Hajj exhibition showcases never before seen artefacts from Sir Bani Yas
More than 182 exhibits from 15 institutions are on display, including from collections held in Kuwait and Greece
Given that today someone can travel in a jetliner across the world in a matter of hours, it seems hard to believe that at one point, it took a pilgrim four months to reach Makkah from the UAE on a camel.
But that’s why Hajj is known as the greatest journey on Earth.
Now a major exhibition in Abu Dhabi, Hajj: Memories of a Journey, seeks to tell this epic story through photographs, multimedia and contemporary installations and artefacts – some of which have never been exhibited before.
Launched at the Sheikh Zayed Grand Mosque in Abu Dhabi on Tuesday, the exhibition explores the history of Makkah, the rituals of Hajj and the experiences of Emirati pilgrims through the ages. More than 182 artefacts from 15 institutions are on display, including from collections held in Kuwait and Greece. Eighteen objects from the permanent collection of Zayed National Museum, which will be built on Saadiyat, are included.
“We are committed to maintaining valuable principles and acting as a beacon for Islamic civilisation. In doing so we sustain a platform for cultural dialogue among all peoples, regardless of their differences,” said Yousif Al Obaidli, director general of the Sheikh Zayed Grand Mosque Center at the launch on Tuesday. It is being run in partnership between the centre and the Abu Dhabi Tourism and Culture Authority (TCA).
Divided into six sections, it traces the history of Hajj from the arrival of Islam in the Arabian Peninsula right up to the souvenirs bought by Hajj pilgrims in the bazaars around Makkah and Madinah. Some of these are on display, including postcards, prayer beads and a retro 3D viewer where you can scan through images from Madinah.
Some of the pieces are being shown for the first time. These include friezes and panels excavated from a 7th Century Christian monastery on Sir Bani Yas island. They consist of grape clusters, floral motifs and crosses and are considered to be some of the finest examples of moulded plasterwork across the Arabian Gulf.
“This has never been exhibited anywhere since it left the excavation site,” says co-curator of the exhibition, Noora Al Mubarak.
The largest section of the exhibition is 'Journeys', which looks at the evolution of Hajj routes. Large maps of the ways that pilgrims made their way to Makkah hang from the wall, photographs show the arduous nature of the journey, while the advent of the Hejaz Railway in 1908 is also explored.
Central to this part of the exhibition is the Hajj made by the late President, Sheikh Zayed, in 1979. Colour television and mass media had reached the country by this stage and daily updates were carried on TV and radio back home.
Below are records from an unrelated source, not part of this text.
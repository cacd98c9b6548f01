//! The date range bounding which source events are mirrored.

use chrono::{DateTime, Duration, NaiveDate, NaiveTime, TimeZone, Utc};
use chrono_tz::Tz;

use crate::error::{SyncError, SyncResult};
use crate::event::Event;
use crate::provider::IntervalFilter;

/// Half-open `[start, end)` window.
///
/// Membership is stricter than intersection: an event must start at or after
/// `start` and end at or before `end`. Events straddling either boundary are
/// left out.
#[derive(Debug, Clone, Copy, PartialEq, Eq)]
pub struct SyncWindow {
    pub start: DateTime<Utc>,
    pub end: DateTime<Utc>,
}

impl SyncWindow {
    pub fn new(start: DateTime<Utc>, end: DateTime<Utc>) -> SyncResult<Self> {
        if start >= end {
            return Err(SyncError::Config(format!(
                "Sync window start {} must be before its end {}",
                start.to_rfc3339(),
                end.to_rfc3339()
            )));
        }
        Ok(SyncWindow { start, end })
    }

    /// Midnight of `from` through midnight of `to`, both read in `tz`.
    pub fn from_dates(from: NaiveDate, to: NaiveDate, tz: Tz) -> SyncResult<Self> {
        Self::new(local_midnight(from, tz)?, local_midnight(to, tz)?)
    }

    /// Build a window from optional YYYY-MM-DD arguments.
    /// - `from` defaults to today
    /// - `to` defaults to `from + days`
    pub fn from_args(from: Option<&str>, to: Option<&str>, days: i64, tz: Tz) -> SyncResult<Self> {
        let from_date = match from {
            Some(s) => parse_date(s)?,
            None => Utc::now().with_timezone(&tz).date_naive(),
        };

        let to_date = match to {
            Some(s) => parse_date(s)?,
            None => Duration::try_days(days)
                .and_then(|span| from_date.checked_add_signed(span))
                .ok_or_else(|| {
                    SyncError::Config(format!("Window of {} days is out of range", days))
                })?,
        };

        Self::from_dates(from_date, to_date, tz)
    }

    pub fn contains(&self, event: &Event) -> bool {
        self.filter().matches(event.start, event.end)
    }

    /// The provider query selecting exactly the events inside this window.
    pub fn filter(&self) -> IntervalFilter {
        IntervalFilter::Within {
            from: self.start,
            to: self.end,
        }
    }
}

fn parse_date(s: &str) -> SyncResult<NaiveDate> {
    NaiveDate::parse_from_str(s, "%Y-%m-%d").map_err(|_| {
        SyncError::Config(format!("Invalid date format '{}'. Expected YYYY-MM-DD", s))
    })
}

fn local_midnight(date: NaiveDate, tz: Tz) -> SyncResult<DateTime<Utc>> {
    tz.from_local_datetime(&date.and_time(NaiveTime::MIN))
        .earliest()
        .map(|dt| dt.with_timezone(&Utc))
        .ok_or_else(|| SyncError::Time(format!("Midnight of {} does not exist in {}", date, tz)))
}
A 45-minute video documentary of Sheikh Zayed’s trip plays on one screen; a November 4, 1979 report from Al Ittihad newspaper can be viewed; while on the wall are photographs of that historic trip.
The film also includes an interview with Sheikh Zayed where he talks about tolerance, the importance of Islam and how Muslims must work together to solve issues of the time.
"The film documents the minute he [Sheikh Zayed] left Abu Dhabi until he came back. Who he met, who was there," said Ms Al Mubarak. "The president of Sudan and the king of Jordan was also there."
Also part of the 'Journeys' section is a striking set of photographs from Dutch photographer Christiaan Snouck Hurgronje. He travelled to Jeddah and Mecca in 1884 and captured scenes of everyday life.
Another highlight is the “mahmal” room. Before people went on Hajj, a mahmal, or decorated unoccupied palanquin, would tour the country in a procession telling people that the Hajj journey was going to start. “That helps people really get motivated and excited about the journey,” says Ms Al Mubarak. Mahmals were sent from Cairo, Damascus and Yemen and the exhibition includes a documentary of a mahmal convoy in Cairo heading to Makkah in 1938.
Contemporary artworks close off the exhibition, including photographs from Emirati artist Mohammad Kazem showing the Kaaba and surrounding buildings.
“The exhibition provides tangible evidence of the diversity of the Islamic faith, while reinforcing solidarity and a wider cultural dialogue,” said director general of TCA Abu Dhabi, Saif Saeed Ghobash, at the launch.
The exhibition also includes talks, workshops and film screenings and coincides with the ten-year anniversary of the mosque’s opening. It has become not only a place of worship but a major tourist attraction, visited by five million people annually.